Positive Energy: Comme at 40

LONDON — Comme des Garçons is marking its 40th anniversary by bringing out a guerrilla-style, temporary brand called “Black” that epitomizes the style, the inventiveness and the originality of its founder.

Rei Kawakubo created black as the color of fashion’s rebel yell. She might have pronounced later, in her enigmatic way, that “red is the new black” and made that vivid color — checkered or regal — part of her repertoire.

But the Japanese designer did not just put women in black like a flock of crows flying across the brash 1980s. More significantly she, in the words of the innovative fashion retailer Carla Sozzani, “interpreted a change of mind in women and opened up a whole vision of femininity.”

Ms. Kawakubo, 66, is one of the great fashion forces from the last decades of the 20th century to now. Integral to her success is that she is too original to be pigeonholed — although others may see her as a symbol of feminism, judging her by the chic severity of an unvarnished face under a straight fringe, complex but plain clothes and flat shoes.

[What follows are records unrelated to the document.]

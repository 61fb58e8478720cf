/// The tag of a runtime [`Value`](super::core::Value), without its payload.
///
/// Displayed with the names used in diagnostics: `None`, `Integer`, `Real`,
/// `Boolean` and `String`.
#[derive(Debug, Copy, Clone, PartialEq, Eq, Hash)]
pub enum ValueKind {
    /// No value has been stored yet.
    Absent,
    /// A 64-bit signed integer.
    Integer,
    /// A 64-bit floating-point number.
    Real,
    /// `TRUE` or `FALSE`.
    Boolean,
    /// Text.
    Text,
}

impl std::fmt::Display for ValueKind {
    fn fmt(&self, f: &mut std::fmt::Formatter<'_>) -> std::fmt::Result {
        let name = match self {
            Self::Absent => "None",
            Self::Integer => "Integer",
            Self::Real => "Real",
            Self::Boolean => "Boolean",
            Self::Text => "String",
        };
        write!(f, "{name}")
    }
}
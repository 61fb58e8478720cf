use crate::{
    ast::{Block, Program, TypeSpec, Var, VarDecl, VarType},
    error::SyntaxError,
    interpreter::{
        parser::core::{ParseResult, Parser},
        token::TokenKind,
    },
};

impl Parser<'_> {
    /// Parses `PROGRAM ID ; block .`
    pub(in crate::interpreter::parser) fn program(&mut self) -> ParseResult<Program> {
        self.eat(TokenKind::Program)?;
        let name = self.eat(TokenKind::Id)?.text;
        self.eat(TokenKind::Semi)?;

        let block = self.block()?;
        self.eat(TokenKind::Dot)?;

        Ok(Program { name, block })
    }

    /// Parses the declarations followed by the main compound statement.
    fn block(&mut self) -> ParseResult<Block> {
        let declarations = self.declarations()?;
        let compound = self.compound_statement()?;

        Ok(Block { declarations,
                   compound })
    }

    /// Parses an optional `VAR` section with one or more declaration lists.
    fn declarations(&mut self) -> ParseResult<Vec<VarDecl>> {
        let mut declarations = Vec::new();

        if self.peek() == TokenKind::Var {
            self.eat(TokenKind::Var)?;
            while self.peek() == TokenKind::Id {
                declarations.extend(self.variable_declaration()?);
            }
        }

        Ok(declarations)
    }

    /// Parses `ID (, ID)* : type_spec ;`, producing one declaration per name.
    fn variable_declaration(&mut self) -> ParseResult<Vec<VarDecl>> {
        let mut vars = vec![self.variable()?];
        while self.peek() == TokenKind::Comma {
            self.eat(TokenKind::Comma)?;
            vars.push(self.variable()?);
        }

        self.eat(TokenKind::Colon)?;
        let type_spec = self.type_spec()?;
        self.eat(TokenKind::Semi)?;

        Ok(vars.into_iter()
               .map(|var| VarDecl { var,
                                    type_spec: type_spec.clone() })
               .collect())
    }

    /// Parses one of the four type keywords.
    ///
    /// # Errors
    /// `SyntaxError::UnknownType` for any other token.
    fn type_spec(&mut self) -> ParseResult<TypeSpec> {
        let var_type = match self.peek() {
            TokenKind::IntegerType => VarType::Integer,
            TokenKind::RealType => VarType::Real,
            TokenKind::StringType => VarType::String,
            TokenKind::BooleanType => VarType::Boolean,
            found => {
                let token = self.current();
                return Err(SyntaxError::UnknownType { found,
                                                      line: token.line,
                                                      column: token.column }.into());
            },
        };

        let token = self.eat(self.peek())?;
        Ok(TypeSpec { token, var_type })
    }

    /// Parses an identifier into a variable node.
    pub(in crate::interpreter::parser) fn variable(&mut self) -> ParseResult<Var> {
        let token = self.eat(TokenKind::Id)?;
        Ok(Var { name: token.text.clone(),
                 token })
    }
}
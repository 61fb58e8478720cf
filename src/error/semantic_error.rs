#[derive(Debug, Clone, PartialEq, Eq)]
/// Represents all errors detected by semantic analysis, before execution.
pub enum SemanticError {
    /// A name was declared twice in the same scope.
    DuplicateDeclaration {
        /// The name of the variable.
        name:   String,
        /// The source line of the second declaration.
        line:   usize,
        /// The source column of the second declaration.
        column: usize,
    },
    /// A variable is used but never declared.
    UndefinedVariable {
        /// The name of the variable.
        name:   String,
        /// The source line where the error occurred.
        line:   usize,
        /// The source column where the error occurred.
        column: usize,
    },
}

impl std::fmt::Display for SemanticError {
    fn fmt(&self, f: &mut std::fmt::Formatter<'_>) -> std::fmt::Result {
        match self {
            Self::DuplicateDeclaration { name, line, column } => write!(f,
                                                                        "Error on line {line}, column {column}: Duplicate declaration of identifier '{name}'."),
            Self::UndefinedVariable { name, line, column } => write!(f,
                                                                     "Error on line {line}, column {column}: Semantic error: Undefined variable '{name}'."),
        }
    }
}

impl std::error::Error for SemanticError {}
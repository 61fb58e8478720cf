use std::collections::BTreeMap;

use minipas::{
    interpreter::value::core::Value,
    output::{beauty_table, to_json},
    run,
};

fn sample() -> BTreeMap<String, Value> {
    BTreeMap::from([("NAME".to_string(), Value::Text("Ada".to_string())),
                    ("COUNT".to_string(), Value::Integer(-3)),
                    ("RATIO".to_string(), Value::Real(0.5)),
                    ("READY".to_string(), Value::Boolean(false)),
                    ("PENDING".to_string(), Value::Absent)])
}

#[test]
fn json_is_sorted_and_typed() {
    assert_eq!(to_json(&sample()).unwrap(),
               r#"{"COUNT":-3,"NAME":"Ada","PENDING":null,"RATIO":0.5,"READY":false}"#);
}

#[test]
fn json_of_empty_mapping() {
    assert_eq!(to_json(&BTreeMap::new()).unwrap(), "{}");
}

#[test]
fn json_escapes_text() {
    let memory = run("PROGRAM T; VAR s: STRING; BEGIN s := 'say \"hi\"' END.").unwrap();
    assert_eq!(to_json(&memory).unwrap(), r#"{"S":"say \"hi\""}"#);
}

#[test]
fn table_layout() {
    let expected = "\
+--------------------+--------------------+
|      Variable      |       Value        |
+--------------------+--------------------+
| COUNT              |                  -3|
| NAME               |                 Ada|
| PENDING            |                None|
| RATIO              |              0.5000|
| READY              |               FALSE|
+--------------------+--------------------+
";

    assert_eq!(beauty_table(&sample()), expected);
}

#[test]
fn table_of_empty_mapping_has_only_borders() {
    assert_eq!(beauty_table(&BTreeMap::new()).lines().count(), 4);
}
use std::collections::BTreeMap;

use crate::interpreter::value::core::Value;

/// Handle to a scope record inside a [`SymbolTable`].
#[derive(Debug, Copy, Clone, PartialEq, Eq, Hash)]
pub struct ScopeId(usize);

/// One level of the scope chain.
#[derive(Debug, Clone)]
struct Scope {
    name:      String,
    level:     usize,
    symbols:   BTreeMap<String, Value>,
    enclosing: Option<ScopeId>,
}

/// Returned by [`SymbolTable::assign`] when no scope in the chain declares the
/// name.
#[derive(Debug, Clone, PartialEq, Eq)]
pub struct UndefinedSymbol {
    /// The name that could not be resolved.
    pub name: String,
}

impl std::fmt::Display for UndefinedSymbol {
    fn fmt(&self, f: &mut std::fmt::Formatter<'_>) -> std::fmt::Result {
        write!(f, "Undefined variable: {}", self.name)
    }
}

impl std::error::Error for UndefinedSymbol {}

/// Chained name-to-value mapping.
///
/// Scopes live in an arena and refer to their enclosing scope by
/// [`ScopeId`]; the enclosing link is only used for lookup, never for
/// ownership. The table always contains the global scope, created by
/// [`SymbolTable::new`], and tracks which scope is current.
///
/// ## Example
/// ```
/// use minipas::interpreter::{symbol_table::SymbolTable, value::core::Value};
///
/// let mut table = SymbolTable::new("GLOBAL");
/// table.define("X", Value::Integer(1));
///
/// table.enter_scope("INNER");
/// table.define("Y", Value::Real(2.0));
///
/// // Lookups walk outward through the chain.
/// assert_eq!(table.lookup("X", false), Some(&Value::Integer(1)));
/// assert_eq!(table.lookup("X", true), None);
///
/// // Assignment updates the nearest scope that declares the name.
/// table.assign("X", Value::Integer(5)).unwrap();
/// assert!(table.assign("Z", Value::Integer(0)).is_err());
///
/// table.leave_scope();
/// assert_eq!(table.lookup("X", true), Some(&Value::Integer(5)));
/// assert_eq!(table.lookup("Y", false), None);
/// ```
#[derive(Debug, Clone)]
pub struct SymbolTable {
    scopes:  Vec<Scope>,
    current: ScopeId,
}

impl SymbolTable {
    /// Creates a table holding only an empty global scope at level 1.
    #[must_use]
    pub fn new(global_name: &str) -> Self {
        Self { scopes:  vec![Scope { name:      global_name.to_string(),
                                     level:     1,
                                     symbols:   BTreeMap::new(),
                                     enclosing: None, }],
               current: ScopeId(0), }
    }

    /// Opens a new scope nested in the current one and makes it current.
    pub fn enter_scope(&mut self, name: &str) -> ScopeId {
        let level = self.current_scope().level + 1;
        let id = ScopeId(self.scopes.len());
        self.scopes.push(Scope { name: name.to_string(),
                                 level,
                                 symbols: BTreeMap::new(),
                                 enclosing: Some(self.current) });
        self.current = id;
        id
    }

    /// Makes the enclosing scope current again.
    ///
    /// Returns the new current scope, or `None` (leaving the table unchanged)
    /// when the current scope is the global one.
    pub fn leave_scope(&mut self) -> Option<ScopeId> {
        let enclosing = self.current_scope().enclosing?;
        self.current = enclosing;
        Some(enclosing)
    }

    /// The handle of the current scope.
    #[must_use]
    pub const fn current(&self) -> ScopeId {
        self.current
    }

    /// The name of the current scope.
    #[must_use]
    pub fn scope_name(&self) -> &str {
        &self.current_scope().name
    }

    /// The nesting level of the current scope; the global scope is level 1.
    #[must_use]
    pub fn scope_level(&self) -> usize {
        self.current_scope().level
    }

    /// Binds `name` in the current scope, replacing any existing binding
    /// there.
    pub fn define(&mut self, name: &str, value: Value) {
        let current = self.current;
        self.scope_mut(current).symbols.insert(name.to_string(), value);
    }

    /// Resolves `name`, starting at the current scope.
    ///
    /// Unless `current_only` is set, the search continues outward through the
    /// enclosing scopes until the name is found or the chain ends.
    #[must_use]
    pub fn lookup(&self, name: &str, current_only: bool) -> Option<&Value> {
        let mut id = Some(self.current);
        while let Some(scope_id) = id {
            let scope = self.scope(scope_id);
            if let Some(value) = scope.symbols.get(name) {
                return Some(value);
            }
            if current_only {
                return None;
            }
            id = scope.enclosing;
        }
        None
    }

    /// Overwrites the binding of `name` in the nearest scope that declares it.
    ///
    /// # Errors
    /// Returns `UndefinedSymbol` when no scope in the chain declares `name`;
    /// assignment never creates a binding.
    pub fn assign(&mut self, name: &str, value: Value) -> Result<(), UndefinedSymbol> {
        let mut id = Some(self.current);
        while let Some(scope_id) = id {
            let scope = self.scope_mut(scope_id);
            if let Some(slot) = scope.symbols.get_mut(name) {
                *slot = value;
                return Ok(());
            }
            id = scope.enclosing;
        }
        Err(UndefinedSymbol { name: name.to_string() })
    }

    /// The bindings of the current scope, ordered by name.
    #[must_use]
    pub fn symbols(&self) -> &BTreeMap<String, Value> {
        &self.current_scope().symbols
    }

    /// Consumes the table and returns the bindings of the global scope.
    #[must_use]
    pub fn into_global_symbols(mut self) -> BTreeMap<String, Value> {
        std::mem::take(&mut self.scopes[0].symbols)
    }

    fn current_scope(&self) -> &Scope {
        self.scope(self.current)
    }

    fn scope(&self, id: ScopeId) -> &Scope {
        &self.scopes[id.0]
    }

    fn scope_mut(&mut self, id: ScopeId) -> &mut Scope {
        &mut self.scopes[id.0]
    }
}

In fact, the guiding force of a fashion life that stretches way beyond clothes is an urge to think forward, encapsulated in new projects this month — from the “Black” stores to a collaboration with Vogue Nippon and an exhibition at the Paris store Colette.

Speaking in Japanese, which was translated by her husband and fellow fashion soul Adrian Joffe, Ms. Kawakubo talked about her early years in Tokyo, as she moved from studying ethics and literature to textile advertising to starting her own label — Comme des Garçons, or “like the boys” — in 1969.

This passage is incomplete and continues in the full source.